# WHAT THE EXERCISE ASKS:
Search the listing below for the word "bool" and copy each line where it appears.

# ENTRIES SHOWN:
use press_portal::{
    AppState,
    auth::{AuthApiState, HttpAuthApi, MockAuthApi},
    config::{AppConfig, Env},
    create_router,
    storage::{FileStorage, StorageState},
};
use std::sync::Arc;
use tokio::net::TcpListener;
use tracing_subscriber::{layer::SubscriberExt, util::SubscriberInitExt};

/// main
///
/// Loads configuration, sets up logging, wires the auth client and client
/// storage into the stores, starts session initialization and serves the shell.
#[tokio::main]
async fn main() {
    // 1. Configuration & Environment Loading (Fail-Fast)
    dotenv::dotenv().ok();
    let config = AppConfig::load();

    // 2. Logging
    let env_filter = tracing_subscriber::EnvFilter::try_from_default_env()
        .unwrap_or_else(|_| "press_portal=debug,tower_http=info".into());

    match config.env {
        Env::Local => {
            tracing_subscriber::registry()
                .with(env_filter)
                .with(tracing_subscriber::fmt::layer().pretty())
                .init();
        }
        Env::Production => {
            tracing_subscriber::registry()
                .with(env_filter)
                .with(tracing_subscriber::fmt::layer().json())
                .init();
        }
    }

    tracing::info!("Shell starting in {:?} mode", config.env);

    // 3. Client Storage
    let storage = Arc::new(FileStorage::new(config.storage_path.clone())) as StorageState;
    tracing::info!("Client storage at {}", config.storage_path.display());

    // 4. Auth API (real service, or the in-process mock for local runs)
    let api = match &config.auth_api_url {
        Some(url) => {
            tracing::info!("Using auth service at {}", url);
            match HttpAuthApi::new(url.clone(), config.auth_api_timeout) {
                Ok(api) => Arc::new(api) as AuthApiState,
                Err(e) => {
                    tracing::error!("FATAL: could not build the auth client: {}", e);
                    std::process::exit(1);
                }
            }
        }
        None => {
            tracing::warn!("AUTH_API_URL not set, using the mock auth API");
            Arc::new(
                MockAuthApi::new(config.jwt_secret.clone())
                    .with_latency(config.mock_latency)
                    .with_storage(storage.clone()),
            ) as AuthApiState
        }
    };

    // 5. Unified State Assembly
    let bind_addr = config.bind_addr.clone();
    let app_state = AppState::build(config, api, storage);
    app_state.theme.load().await;

    // 6. Session Initialization (exactly once, in the background)
    app_state.session.start_initialization();

    // 7. Router and Server Startup
    let app = create_router(app_state);

    let listener = match TcpListener::bind(&bind_addr).await {
        Ok(listener) => listener,
        Err(e) => {
            tracing::error!("FATAL: could not bind {}: {}", bind_addr, e);
            std::process::exit(1);
        }
    };

    tracing::info!("Listening on {}", bind_addr);
    tracing::info!("API Documentation (Swagger UI) available at: http://{}/swagger-ui", bind_addr);

    if let Err(e) = axum::serve(listener, app).await {
        tracing::error!("server error: {}", e);
    }
}
use async_trait::async_trait;
use chrono::{Duration as ChronoDuration, Utc};
use jsonwebtoken::{
    DecodingKey, EncodingKey, Header, Validation, decode, encode, errors::ErrorKind,
};
use parking_lot::RwLock;
use reqwest::StatusCode;
use serde::{Deserialize, Serialize};
use std::{
    collections::HashMap,
    sync::{
        Arc,
        atomic::{AtomicUsize, Ordering},
    },
    time::Duration,
};
use uuid::Uuid;

use crate::{
    error::AuthError,
    models::{Credentials, LoginResponse, RegisterRequest, RegisterResponse, Role, User},
    storage::{StorageState, USER_KEY},
};

// 1. AuthApi Contract
/// AuthApi
///
/// The remote auth collaborator. The session store only ever talks to this
/// trait, so the HTTP client (`HttpAuthApi`) and the in-process stand-in
/// (`MockAuthApi`) are interchangeable without touching session or guard logic.
///
/// Errors are reported through `AuthError`; "no current user" is `Ok(None)`,
/// not an error.
#[async_trait]
pub trait AuthApi: Send + Sync {
    async fn login(&self, credentials: &Credentials) -> Result<LoginResponse, AuthError>;

    async fn register(&self, request: &RegisterRequest) -> Result<RegisterResponse, AuthError>;

    /// Invalidates the token remotely. `Ok(false)` means the backend did not
    /// acknowledge the logout.
    async fn logout(&self, token: Option<&str>) -> Result<bool, AuthError>;

    async fn current_user(&self, token: Option<&str>) -> Result<Option<User>, AuthError>;
}

/// AuthApiState
///
/// The concrete type used to share the auth client across the application state.
pub type AuthApiState = Arc<dyn AuthApi>;

/// avatar_url_for
///
/// Stable per-identity avatar, seeded from the user id.
pub fn avatar_url_for(id: Uuid) -> String {
    format!("https://api.dicebear.com/7.x/avataaars/svg?seed={}", id)
}

// 2. The Real Implementation (HTTP)
/// HttpAuthApi
///
/// Talks to the platform's auth service over HTTP. All paths are relative to
/// the configured `AUTH_API_URL`; the token travels as a bearer header.
///
/// Every request is bounded by `timeout`. A stalled service surfaces as
/// `NetworkFailure` instead of leaving the caller waiting.
#[derive(Clone)]
pub struct HttpAuthApi {
    client: reqwest::Client,
    base_url: String,
}

impl HttpAuthApi {
    pub fn new(base_url: impl Into<String>, timeout: Duration) -> Result<Self, reqwest::Error> {
        let client = reqwest::Client::builder()
            .connect_timeout(timeout)
            .timeout(timeout)
            .build()?;
        Ok(Self::with_client(client, base_url))
    }

    pub fn with_client(client: reqwest::Client, base_url: impl Into<String>) -> Self {
        let base_url = base_url.into().trim_end_matches('/').to_string();
        Self { client, base_url }
    }

    fn url(&self, path: &str) -> String {
        format!("{}{}", self.base_url, path)
    }
}

fn network(err: reqwest::Error) -> AuthError {
    AuthError::NetworkFailure(err.to_string())
}

#[async_trait]
impl AuthApi for HttpAuthApi {
    async fn login(&self, credentials: &Credentials) -> Result<LoginResponse, AuthError> {
        let response = self
            .client
            .post(self.url("/auth/login"))
            .json(credentials)
            .send()
            .await
            .map_err(network)?;

        match response.status() {
            StatusCode::UNAUTHORIZED | StatusCode::FORBIDDEN => {
                Err(AuthError::InvalidCredentials)
            }
            status if !status.is_success() => Err(AuthError::NetworkFailure(format!(
                "login returned {}",
                status
            ))),
            _ => response.json::<LoginResponse>().await.map_err(network),
        }
    }

    async fn register(&self, request: &RegisterRequest) -> Result<RegisterResponse, AuthError> {
        let response = self
            .client
            .post(self.url("/auth/register"))
            .json(request)
            .send()
            .await
            .map_err(network)?;

        // The service answers 4xx with a `{success: false, message}` body for
        // rejected registrations; only fall back to a network error when the
        // body is not that shape.
        let status = response.status();
        match response.json::<RegisterResponse>().await {
            Ok(body) => Ok(body),
            Err(e) if status.is_success() => Err(network(e)),
            Err(_) => Err(AuthError::NetworkFailure(format!(
                "register returned {}",
                status
            ))),
        }
    }

    async fn logout(&self, token: Option<&str>) -> Result<bool, AuthError> {
        let mut request = self.client.post(self.url("/auth/logout"));
        if let Some(token) = token {
            request = request.bearer_auth(token);
        }
        let response = request.send().await.map_err(network)?;
        Ok(response.status().is_success())
    }

    async fn current_user(&self, token: Option<&str>) -> Result<Option<User>, AuthError> {
        let Some(token) = token else {
            return Ok(None);
        };

        let response = self
            .client
            .get(self.url("/auth/me"))
            .bearer_auth(token)
            .send()
            .await
            .map_err(network)?;

        match response.status() {
            StatusCode::UNAUTHORIZED | StatusCode::FORBIDDEN | StatusCode::NOT_FOUND => Ok(None),
            status if !status.is_success() => Err(AuthError::NetworkFailure(format!(
                "current user returned {}",
                status
            ))),
            _ => response.json::<User>().await.map(Some).map_err(network),
        }
    }
}

// 3. The Mock Implementation (Local Development & Tests)
/// Claims
///
/// Payload of the tokens issued by `MockAuthApi`. Signed with the configured
/// secret and validated on every `current_user` call.
#[derive(Debug, Serialize, Deserialize)]
pub struct Claims {
    /// Subject (sub): the id of the identity the token was issued to.
    pub sub: Uuid,
    /// Expiration Time (exp).
    pub exp: usize,
    /// Issued At (iat).
    pub iat: usize,
}

const TOKEN_TTL_DAYS: i64 = 7;

struct Account {
    password: String,
    user: User,
}

/// MockAuthApi
///
/// In-process auth backend used when no `AUTH_API_URL` is configured, and by
/// the test suites. It simulates network latency, issues real HS256 tokens and
/// falls back to the `user` record in client storage when the token cannot be
/// resolved.
///
/// Seeded accounts: `reader` / `reader123` (role 0), `admin` / `admin123` (role 1).
pub struct MockAuthApi {
    accounts: RwLock<HashMap<String, Account>>,
    secret: String,
    latency: Duration,
    storage: Option<StorageState>,
    /// When true, every operation fails as if the network were down.
    should_fail: bool,
    fetches: AtomicUsize,
}

impl MockAuthApi {
    pub fn new(secret: impl Into<String>) -> Self {
        let mock = Self {
            accounts: RwLock::new(HashMap::new()),
            secret: secret.into(),
            latency: Duration::ZERO,
            storage: None,
            should_fail: false,
            fetches: AtomicUsize::new(0),
        };
        mock.seed("reader", "reader123", Uuid::from_u128(1), Role::Regular);
        mock.seed("admin", "admin123", Uuid::from_u128(2), Role::Admin);
        mock
    }

    pub fn new_failing(secret: impl Into<String>) -> Self {
        Self {
            should_fail: true,
            ..Self::new(secret)
        }
    }

    pub fn with_latency(mut self, latency: Duration) -> Self {
        self.latency = latency;
        self
    }

    /// Enables the storage fallback path of `current_user`.
    pub fn with_storage(mut self, storage: StorageState) -> Self {
        self.storage = Some(storage);
        self
    }

    /// Number of `current_user` calls served so far.
    pub fn fetch_count(&self) -> usize {
        self.fetches.load(Ordering::SeqCst)
    }

    /// Adds (or replaces) an account.
    pub fn seed(&self, username: &str, password: &str, id: Uuid, role: Role) {
        let user = User {
            id,
            username: username.to_string(),
            role,
            avatar_url: Some(avatar_url_for(id)),
        };
        self.accounts.write().insert(
            username.to_string(),
            Account {
                password: password.to_string(),
                user,
            },
        );
    }

    /// Signs a token for `user_id`, valid for seven days.
    pub fn issue_token(&self, user_id: Uuid) -> Result<String, AuthError> {
        let now = Utc::now();
        let claims = Claims {
            sub: user_id,
            iat: now.timestamp() as usize,
            exp: (now + ChronoDuration::days(TOKEN_TTL_DAYS)).timestamp() as usize,
        };
        let key = EncodingKey::from_secret(self.secret.as_bytes());
        encode(&Header::default(), &claims, &key)
            .map_err(|e| AuthError::NetworkFailure(format!("token signing failed: {e}")))
    }

    fn resolve_token(&self, token: &str) -> Option<User> {
        let key = DecodingKey::from_secret(self.secret.as_bytes());
        let mut validation = Validation::default();
        validation.validate_exp = true;

        let data = match decode::<Claims>(token, &key, &validation) {
            Ok(data) => data,
            Err(e) => {
                match e.kind() {
                    ErrorKind::ExpiredSignature => tracing::debug!("mock auth: token expired"),
                    _ => tracing::debug!("mock auth: token rejected: {}", e),
                }
                return None;
            }
        };

        self.accounts
            .read()
            .values()
            .find(|account| account.user.id == data.claims.sub)
            .map(|account| account.user.clone())
    }

    async fn stored_user(&self) -> Option<User> {
        let storage = self.storage.as_ref()?;
        let raw = storage.get(USER_KEY).await.ok()??;
        serde_json::from_str(&raw).ok()
    }

    async fn simulate_network(&self) -> Result<(), AuthError> {
        if !self.latency.is_zero() {
            tokio::time::sleep(self.latency).await;
        }
        if self.should_fail {
            return Err(AuthError::NetworkFailure(
                "mock auth: simulated outage".to_string(),
            ));
        }
        Ok(())
    }
}

#[async_trait]
impl AuthApi for MockAuthApi {
    async fn login(&self, credentials: &Credentials) -> Result<LoginResponse, AuthError> {
        self.simulate_network().await?;

        let user = {
            let accounts = self.accounts.read();
            match accounts.get(&credentials.username) {
                Some(account) if account.password == credentials.password => {
                    account.user.clone()
                }
                _ => return Err(AuthError::InvalidCredentials),
            }
        };

        let token = self.issue_token(user.id)?;
        Ok(LoginResponse { user, token })
    }

    async fn register(&self, request: &RegisterRequest) -> Result<RegisterResponse, AuthError> {
        self.simulate_network().await?;

        let username = request.username.trim();
        if username.len() < 3 {
            return Ok(RegisterResponse {
                success: false,
                message: "username must be at least 3 characters".to_string(),
            });
        }
        if request.password.len() < 6 {
            return Ok(RegisterResponse {
                success: false,
                message: "password must be at least 6 characters".to_string(),
            });
        }
        if self.accounts.read().contains_key(username) {
            return Ok(RegisterResponse {
                success: false,
                message: "username already taken".to_string(),
            });
        }

        self.seed(username, &request.password, Uuid::new_v4(), Role::Regular);
        Ok(RegisterResponse {
            success: true,
            message: "registration successful, please log in".to_string(),
        })
    }

    async fn logout(&self, _token: Option<&str>) -> Result<bool, AuthError> {
        self.simulate_network().await?;
        Ok(true)
    }

    async fn current_user(&self, token: Option<&str>) -> Result<Option<User>, AuthError> {
        self.fetches.fetch_add(1, Ordering::SeqCst);
        self.simulate_network().await?;

        if let Some(user) = token.and_then(|t| self.resolve_token(t)) {
            return Ok(Some(user));
        }
        // Token missing or unusable: fall back to the stored identity record.
        Ok(self.stored_user().await)
    }
}
use axum::{
    Json,
    http::StatusCode,
    response::{IntoResponse, Response},
};
use serde::Serialize;
use thiserror::Error;

/// AuthError
///
/// Failures of an explicit, user-triggered auth operation. These are surfaced
/// to the invoking UI; initialization failures never reach this type's callers.
#[derive(Debug, Clone, PartialEq, Eq, Error)]
pub enum AuthError {
    #[error("invalid username or password")]
    InvalidCredentials,
    #[error("auth service unavailable: {0}")]
    NetworkFailure(String),
    #[error("registration rejected: {0}")]
    RegistrationRejected(String),
}

impl AuthError {
    pub fn status_code(&self) -> StatusCode {
        match self {
            AuthError::InvalidCredentials => StatusCode::UNAUTHORIZED,
            AuthError::NetworkFailure(_) => StatusCode::BAD_GATEWAY,
            AuthError::RegistrationRejected(_) => StatusCode::BAD_REQUEST,
        }
    }
}

#[derive(Serialize)]
struct ErrorBody {
    error: String,
}

impl IntoResponse for AuthError {
    fn into_response(self) -> Response {
        let status = self.status_code();
        (
            status,
            Json(ErrorBody {
                error: self.to_string(),
            }),
        )
            .into_response()
    }
}

/// GuardDenied
///
/// Why a guard refused a subtree. Carried inside `GuardState::Denied` and
/// turned into a redirect; never propagated as an `Err`.
#[derive(Debug, Clone, Copy, PartialEq, Eq, Serialize, Error)]
#[serde(rename_all = "snake_case")]
pub enum GuardDenied {
    #[error("login required")]
    Unauthenticated,
    #[error("insufficient role")]
    InsufficientRole,
}

#[derive(Debug, Error)]
pub enum StorageError {
    #[error("client storage io: {0}")]
    Io(#[from] std::io::Error),
    #[error("client storage json: {0}")]
    Json(#[from] serde_json::Error),
    #[error("client storage unavailable")]
    Unavailable,
}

# WRITTEN SOLUTION:
    async fn logout(&self, token: Option<&str>) -> Result<bool, AuthError>;
    async fn logout(&self, token: Option<&str>) -> Result<bool, AuthError> {
    should_fail: bool,
    async fn logout(&self, _token: Option<&str>) -> Result<bool, AuthError> {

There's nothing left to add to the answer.